Today, telling a tale simply (with moving bodies, dressed in black, on a bare stage, using a few small props) may seem shocking because contemporary choreographers don't typically take on narrative work. It harkens back to classic modern dance -not very experimental- and, at its worst can seem cornball or cheesy. (Ugh.) Unadorned narrative is challenging, though. With nothing to hide behind, the choreography, direction and dancing is ALL you see; if there is no craft or skill, it is evident immediately. Thankfully, Jonathan Riedel is an adroit author of movement stories. He composes his stage and his dancers’ actions with utmost economy and intelligence using distinct geometry, simple movement vocabulary, musicality and constant motion to keep our imagination awake and absorbed in the happenings on stage. In this new piece, his fine dancers offer the shading to their choreographers’ black and white palette, capturing us with their qualitative choices and ear for music.

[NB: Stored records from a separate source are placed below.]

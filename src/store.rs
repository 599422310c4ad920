//! Persistent task store
//!
//! Owns the in-memory `AppData` document and mirrors it to a JSON file on
//! every mutation. The whole document is the unit of persistence: each
//! mutator rewrites the full file synchronously before returning, which is
//! safe because there is exactly one logical writer.

use eyre::{Context, Result};
use log::{debug, info};
use std::fs;
use std::path::{Path, PathBuf};

use crate::domain::{AppData, Task, default_data};

/// The single-document store behind the dashboard.
///
/// Callers own the store as an explicit value; all mutation funnels through
/// the mutators below, each of which persists before returning.
pub struct TaskStore {
    /// Path of the JSON document file
    path: PathBuf,

    /// The current document
    data: AppData,
}

impl TaskStore {
    /// Open the store at `path`, loading the saved document if one exists
    /// or bootstrapping from the bundled default document on first use.
    pub fn open(path: impl AsRef<Path>) -> Result<Self> {
        let path = path.as_ref().to_path_buf();
        if let Some(parent) = path.parent() {
            fs::create_dir_all(parent).context("Failed to create store directory")?;
        }

        let data = if path.exists() {
            let raw = fs::read_to_string(&path).context(format!("Failed to read store file: {}", path.display()))?;
            debug!("Loaded store from {}", path.display());
            serde_json::from_str(&raw).context("Failed to parse store file")?
        } else {
            info!("No store file at {}, starting from default document", path.display());
            default_data()
        };

        let store = Self { path, data };
        if !store.path.exists() {
            store.persist()?;
        }
        Ok(store)
    }

    /// The current document
    pub fn current(&self) -> &AppData {
        &self.data
    }

    /// Sorted, deduplicated list of non-empty task owners
    pub fn owners(&self) -> Vec<String> {
        let mut owners: Vec<String> = self
            .data
            .tasks
            .iter()
            .map(|t| t.owner.clone())
            .filter(|o| !o.is_empty())
            .collect();
        owners.sort();
        owners.dedup();
        owners
    }

    /// Append a task (arriving with its freshly generated id) and persist
    pub fn add(&mut self, task: Task) -> Result<()> {
        info!("Adding task {}", task.id);
        self.data.tasks.push(task);
        self.persist()
    }

    /// Replace the task whose id matches; silently a no-op when no task
    /// matches (never an error).
    pub fn update(&mut self, task: Task) -> Result<()> {
        if let Some(slot) = self.data.tasks.iter_mut().find(|t| t.id == task.id) {
            info!("Updating task {}", task.id);
            *slot = task;
        } else {
            debug!("Update for unmatched id {}, ignoring", task.id);
        }
        self.persist()
    }

    /// Drop the task with the given id; silently a no-op when absent
    pub fn remove(&mut self, id: &str) -> Result<()> {
        let before = self.data.tasks.len();
        self.data.tasks.retain(|t| t.id != id);
        if self.data.tasks.len() < before {
            info!("Removed task {}", id);
        } else {
            debug!("Remove for unmatched id {}, ignoring", id);
        }
        self.persist()
    }

    /// Wholesale replacement of the document (import and reset)
    pub fn replace_all(&mut self, data: AppData) -> Result<()> {
        info!("Replacing document ({} tasks)", data.tasks.len());
        self.data = data;
        self.persist()
    }

    /// Update only the cycle label
    pub fn set_cycle(&mut self, label: &str) -> Result<()> {
        self.data.cycle = label.to_string();
        self.persist()
    }

    /// Restore the bundled default document
    pub fn reset(&mut self) -> Result<()> {
        info!("Resetting document to the default template");
        self.replace_all(default_data())
    }

    /// Serialize the full document to the store file
    fn persist(&self) -> Result<()> {
        let raw = serde_json::to_string_pretty(&self.data)?;
        fs::write(&self.path, raw).context(format!("Failed to write store file: {}", self.path.display()))?;
        debug!("Persisted {} tasks to {}", self.data.tasks.len(), self.path.display());
        Ok(())
    }
}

In Violent Circles (The Rite of Spring) centers on the interactions of two groups - a loving, bustling family: The Mother, Julia Kelly; The Father, James Brenneman III; The daughters, Madisyn Maniff and Cleo Syeks and The Outsiders: Joshua Arnold, Louis Chavez and Hana Ginsburg - a disreputable band whose every step reveals them to be unctuous, malevolent leeches.
Madisyn Maniff , Cleo Syeks, and Joshua Arnold In Violent Circles, (The Rite of Spring) Choreography by Jonathan Riedel ; Photo © Jonathan Beck

We are taken from the morning meal - where the mother stirs up food in a big white bowl and the father blesses his children with three loving thumps to their upper bodies - through to the silly arguments of two highly energetic “teenage?” girls as they prepare to go out into the world for the day. There is an upright goodly spirit to the action. When the family moves together, they wind in a circle, gently turning as if part of folk dance. If they are not dancing as a group, they spin off in whirlwinds creating their own little loops of energy which we feel certain will eventually come together in reassuring harmony.

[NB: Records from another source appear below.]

//! CLI argument parsing for epmtrack

use clap::{Args, Parser, Subcommand};
use std::path::PathBuf;

use crate::filter::Filters;

#[derive(Parser, Debug)]
#[command(name = "epm")]
#[command(author, version, about = "Local task tracker for an organizational productivity program", long_about = None)]
pub struct Cli {
    /// Path to config file
    #[arg(short, long, global = true)]
    pub config: Option<PathBuf>,

    #[command(subcommand)]
    pub command: Command,
}

/// Filter flags shared by `list` and `metrics`
#[derive(Args, Debug, Default)]
pub struct FilterArgs {
    /// Case-insensitive text search over description, owner, KPI, strategy, notes
    #[arg(short, long)]
    pub search: Option<String>,

    /// Exact strategy label
    #[arg(long)]
    pub strategy: Option<String>,

    /// Exact owner
    #[arg(short, long)]
    pub owner: Option<String>,

    /// Status: not-started, in-progress, blocked, or done
    #[arg(long)]
    pub status: Option<String>,

    /// Keep tasks due on or after this date (YYYY-MM-DD); undated tasks always pass
    #[arg(long)]
    pub due_from: Option<String>,

    /// Keep tasks due on or before this date (YYYY-MM-DD); undated tasks always pass
    #[arg(long)]
    pub due_to: Option<String>,
}

impl FilterArgs {
    /// Convert to the filter predicate set. Status flags accept the CLI
    /// spellings and are normalized to the stored labels.
    pub fn to_filters(&self) -> Filters {
        let status = match &self.status {
            Some(raw) => raw
                .parse::<crate::domain::Status>()
                .map(|s| s.label().to_string())
                .unwrap_or_else(|_| raw.clone()),
            None => String::new(),
        };
        Filters {
            search: self.search.clone().unwrap_or_default(),
            strategy: self.strategy.clone().unwrap_or_default(),
            owner: self.owner.clone().unwrap_or_default(),
            status,
            due_from: self.due_from.clone().unwrap_or_default(),
            due_to: self.due_to.clone().unwrap_or_default(),
        }
    }
}

#[derive(Subcommand, Debug)]
pub enum Command {
    /// Log in to unlock dashboard commands
    Login {
        #[arg(short, long)]
        username: String,

        #[arg(short, long)]
        password: String,
    },

    /// Log out and clear the auth flag
    Logout,

    /// List tasks matching the active filters
    List {
        #[command(flatten)]
        filters: FilterArgs,

        /// Output format
        #[arg(short, long, default_value = "text")]
        format: OutputFormat,
    },

    /// Add a task
    Add {
        /// Task description
        #[arg(required = true)]
        description: String,

        /// Strategy label (or 1-based catalog number)
        #[arg(long, default_value = "01. Managerial Leverage")]
        strategy: String,

        #[arg(short, long, default_value = "")]
        owner: String,

        /// Start date (YYYY-MM-DD)
        #[arg(long, default_value = "")]
        start: String,

        /// Due date (YYYY-MM-DD)
        #[arg(long, default_value = "")]
        due: String,

        /// Status: not-started, in-progress, blocked, or done
        #[arg(long, default_value = "not-started")]
        status: String,

        /// Progress percentage
        #[arg(short, long, default_value = "0")]
        progress: i64,

        #[arg(long, default_value = "")]
        kpi: String,

        #[arg(long, default_value = "")]
        target: String,

        #[arg(long, default_value = "")]
        notes: String,
    },

    /// Edit fields of an existing task
    Edit {
        /// Task id
        #[arg(required = true)]
        id: String,

        #[arg(long)]
        description: Option<String>,

        #[arg(long)]
        strategy: Option<String>,

        #[arg(short, long)]
        owner: Option<String>,

        #[arg(long)]
        start: Option<String>,

        #[arg(long)]
        due: Option<String>,

        #[arg(long)]
        status: Option<String>,

        #[arg(short, long)]
        progress: Option<i64>,

        #[arg(long)]
        kpi: Option<String>,

        #[arg(long)]
        target: Option<String>,

        #[arg(long)]
        notes: Option<String>,
    },

    /// Remove a task
    Remove {
        /// Task id
        #[arg(required = true)]
        id: String,
    },

    /// Show rollup metrics for the filtered task set
    Metrics {
        #[command(flatten)]
        filters: FilterArgs,

        /// Output format
        #[arg(short, long, default_value = "text")]
        format: OutputFormat,
    },

    /// Export all tasks to CSV
    Export {
        /// Output file (defaults to epm_tasks.csv; use - for stdout)
        #[arg(short, long)]
        output: Option<PathBuf>,
    },

    /// Replace the document from a JSON file
    Import {
        /// JSON file matching the document shape
        #[arg(required = true)]
        file: PathBuf,
    },

    /// Reset the document to the bundled default template
    Reset,

    /// Show or set the cycle label
    Cycle {
        /// New cycle label; omit to show the current one
        label: Option<String>,
    },

    /// List objectives and key results (read-only)
    Okrs,

    /// List distinct task owners
    Owners,
}

/// Output format for list/metrics commands
#[derive(Clone, Debug, Default)]
pub enum OutputFormat {
    #[default]
    Text,
    Json,
}

impl std::str::FromStr for OutputFormat {
    type Err = String;

    fn from_str(s: &str) -> Result<Self, Self::Err> {
        match s.to_lowercase().as_str() {
            "text" | "plain" => Ok(Self::Text),
            "json" => Ok(Self::Json),
            _ => Err(format!("Unknown format: {}. Use: text or json", s)),
        }
    }
}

Darkness creeps in with the three outsiders. While the trio may leap and partner using similar movement to that of the family, their manic approach suggests nothing good can from their actions.  And nothing good does.  Upon meeting the gang, the girls are eventually murdered. Still, the stylized killing, with its unapologetic aggressors - who saunter off glibly after their deed is done- is not quite as upsetting as The Mother's (Kelly's) solo as she waits for her daughters to return home.
Julia Kelly and James Brennerman III, In Violent Circles, (The Rite of Spring) Choreography by Jonathon Riedel ; Photo © Jonathan Beck
The movement before that point had been large, circular and sweeping, but Riedel’s clear change of spatial design and shift to an inward focus pulls at us. Kelly, impatient and concerned, dances on an urgent angle, away from center stage. She barely stirs, but every fiber of her being is in panic. She reaches out to find her girls, and then recedes towards her husband who tries to reassure her that all is well. From tiny, anxious gestures and a comforting hug emerges an exasperated tossing and flinging duet, which reveals the harshness of an inner world that will never know harmony again.  

Perhaps the well-choreographed despair of a mother losing her children won't cause riots in the streets, but it still can make hearts stop.